Ben Franklin appealed to the delegates of the Constituional Convention of 1787 to pray for guidance and insight. He said,
I have lived, Sir, a long time, and the longer I live, the more convinving of proofs I see of this truth, that God governs in the affairs of men. And if a sparrow cannot fall to the ground without His notice, is it probable that an empire can rise without His aid? We have been assured, Sir, in the Sacred Writings, that "except the Lord build the House, they labor in vain that build it." I firmly believe this;and I also believe that without His concurring aid we shall succeed in this political buildling no beter, than the Builders of Babel: We shall be divided by our partial local interests; our projects will be confounded, and we ourselves shall become a reproach and bye word down to future ages.
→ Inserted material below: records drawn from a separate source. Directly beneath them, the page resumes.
use crate::core::config::{
    string_map, AdapterOptionsPatch, Capability, DescriptorPatch, ExchangeDescriptor, Merge,
    Support, TradingFees,
};
use rust_decimal_macros::dec;
use serde::Deserialize;
use serde_json::Value;

pub const LBANK_API_URL: &str = "https://api.lbank.info";
pub const LBANK_CONTRACT_URL: &str = "https://lbkperp.lbank.com";
pub const API_VERSION: &str = "v2";

/// Contract endpoints only list the USDT-margined perpetual group.
pub const SWAP_PRODUCT_GROUP: &str = "SwapU";

pub const DEFAULT_BOOK_DEPTH: usize = 60;
pub const MAX_TRADES: usize = 600;
pub const MAX_KLINES: usize = 2000;
pub const DEFAULT_KLINES: usize = 100;
pub const DEFAULT_ORDER_PAGE: usize = 100;

/// `echostr` must be 30 to 40 characters long.
pub const ECHOSTR_LEN: usize = 38;

/// Network used for a currency when the caller names none.
pub const DEFAULT_NETWORKS: &[(&str, &str)] = &[("USDT", "TRC20")];

pub fn lbank_descriptor() -> ExchangeDescriptor {
    use Capability::*;

    let has = [
        (FetchMarkets, Support::Yes),
        (FetchCurrencies, Support::No),
        (FetchTicker, Support::Yes),
        (FetchTickers, Support::Yes),
        (FetchOrderBook, Support::Yes),
        (FetchTrades, Support::Yes),
        (FetchOhlcv, Support::Yes),
        (FetchTime, Support::Yes),
        (FetchStatus, Support::No),
        (CreateOrder, Support::Yes),
        (EditOrder, Support::No),
        (CancelOrder, Support::Yes),
        (CancelOrders, Support::No),
        (CancelAllOrders, Support::Yes),
        (CancelAllOrdersAfter, Support::No),
        (FetchOrder, Support::Yes),
        (FetchOpenOrders, Support::Yes),
        (FetchClosedOrders, Support::Yes),
        (FetchMyTrades, Support::Yes),
        (FetchBalance, Support::Yes),
        (FetchDeposits, Support::Yes),
        (FetchWithdrawals, Support::Yes),
        (FetchDepositAddress, Support::Yes),
        (Withdraw, Support::Yes),
        (Transfer, Support::No),
        (FetchLedger, Support::No),
        (FetchPositions, Support::No),
        (FetchDepositWithdrawFees, Support::Yes),
        (FetchFundingRate, Support::Yes),
        (FetchFundingRates, Support::Yes),
    ]
    .into_iter()
    .collect();

    ExchangeDescriptor::base().merged(DescriptorPatch {
        id: Some("lbank".to_string()),
        name: Some("LBank".to_string()),
        version: Some(API_VERSION.to_string()),
        rate_limit_ms: Some(20),
        has,
        timeframes: string_map(&[
            ("1m", "minute1"),
            ("5m", "minute5"),
            ("15m", "minute15"),
            ("30m", "minute30"),
            ("1h", "hour1"),
            ("2h", "hour2"),
            ("4h", "hour4"),
            ("6h", "hour6"),
            ("8h", "hour8"),
            ("12h", "hour12"),
            ("1d", "day1"),
            ("1w", "week1"),
        ]),
        urls: string_map(&[("rest", LBANK_API_URL), ("contract", LBANK_CONTRACT_URL)]),
        fees: TradingFees {
            taker: Some(dec!(0.001)),
            maker: Some(dec!(0.001)),
        },
        common_currencies: string_map(&[("HIT", "Hiver"), ("VET_ERC20", "VEN"), ("PNT", "Penta")]),
        options: AdapterOptionsPatch {
            cache_secret_as_pem: Some(true),
            create_market_buy_order_requires_price: Some(true),
            networks: string_map(&[
                ("ERC20", "erc20"),
                ("ETH", "erc20"),
                ("TRC20", "trc20"),
                ("TRX", "trc20"),
                ("OMNI", "omni"),
                ("ASA", "asa"),
                ("BEP20", "bep20(bsc)"),
                ("BSC", "bep20(bsc)"),
                ("HT", "heco"),
                ("BNB", "bep2"),
                ("BTC", "btc"),
                ("DOGE", "dogecoin"),
                ("MATIC", "matic"),
                ("POLYGON", "matic"),
                ("OEC", "oec"),
                ("BTCTRON", "btctron"),
                ("XRP", "xrp"),
            ]),
            networks_by_id: string_map(&[
                ("erc20", "ERC20"),
                ("trc20", "TRC20"),
                ("omni", "OMNI"),
                ("asa", "ASA"),
                ("bep20(bsc)", "BSC"),
                ("bep20", "BSC"),
                ("heco", "HT"),
                ("bep2", "BNB"),
                ("btc", "BTC"),
                ("dogecoin", "DOGE"),
                ("matic", "MATIC"),
                ("oec", "OEC"),
                ("btctron", "BTCTRON"),
                ("xrp", "XRP"),
            ]),
            ohlcv_page_size: Some(MAX_KLINES),
            ..AdapterOptionsPatch::default()
        },
        ..DescriptorPatch::default()
    })
}

/// Spot and contract responses: `{"result": ..., "data": ..., "error_code": ...}`.
#[derive(Debug, Clone, Deserialize)]
pub struct LbankEnvelope {
    #[serde(default)]
    pub result: Value,
    #[serde(default)]
    pub data: Value,
    #[serde(default)]
    pub error_code: Value,
    #[serde(default)]
    pub ts: Value,
}

impl LbankEnvelope {
    /// `result` arrives as a boolean or as the strings `"true"`/`"false"`.
    /// A missing flag is a failure.
    pub fn succeeded(&self) -> bool {
        match &self.result {
            Value::Bool(ok) => *ok,
            Value::String(s) => s != "false" && !s.is_empty(),
            Value::Number(n) => n.as_f64().is_some_and(|n| n != 0.0),
            Value::Null => false,
            _ => true,
        }
    }
}

/// Decoded `type` of an order or trade, e.g. `buy_maker` or `sell_market`.
#[derive(Debug, Clone, Copy, PartialEq, Eq)]
pub struct TypeSuffix<'a> {
    pub side: &'a str,
    pub modifier: Option<&'a str>,
}

impl<'a> TypeSuffix<'a> {
    pub fn parse(raw: &'a str) -> Self {
        match raw.split_once('_') {
            Some((side, modifier)) => Self {
                side,
                modifier: Some(modifier),
            },
            None => Self {
                side: raw,
                modifier: None,
            },
        }
    }
}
And what is worse, mankind may hereafter from this unfortunate instance, despair of establishing governments by human wisdom and leave it to chance, war, and conquest.
I therefore beg to leave the move that henceforth prayers imploring the assistance of Heaven, and its blessings on our deliberations be held in this Assembly every morning before we proceed to business, and that one or more of the clergy of this city be requested to officiate in that service.
Are we as wise as Ben Franklin was? Able to know our own shortcomings and call upon God's aid to guide our nation today? Do we humbly ask for God's aid for our own lives as well?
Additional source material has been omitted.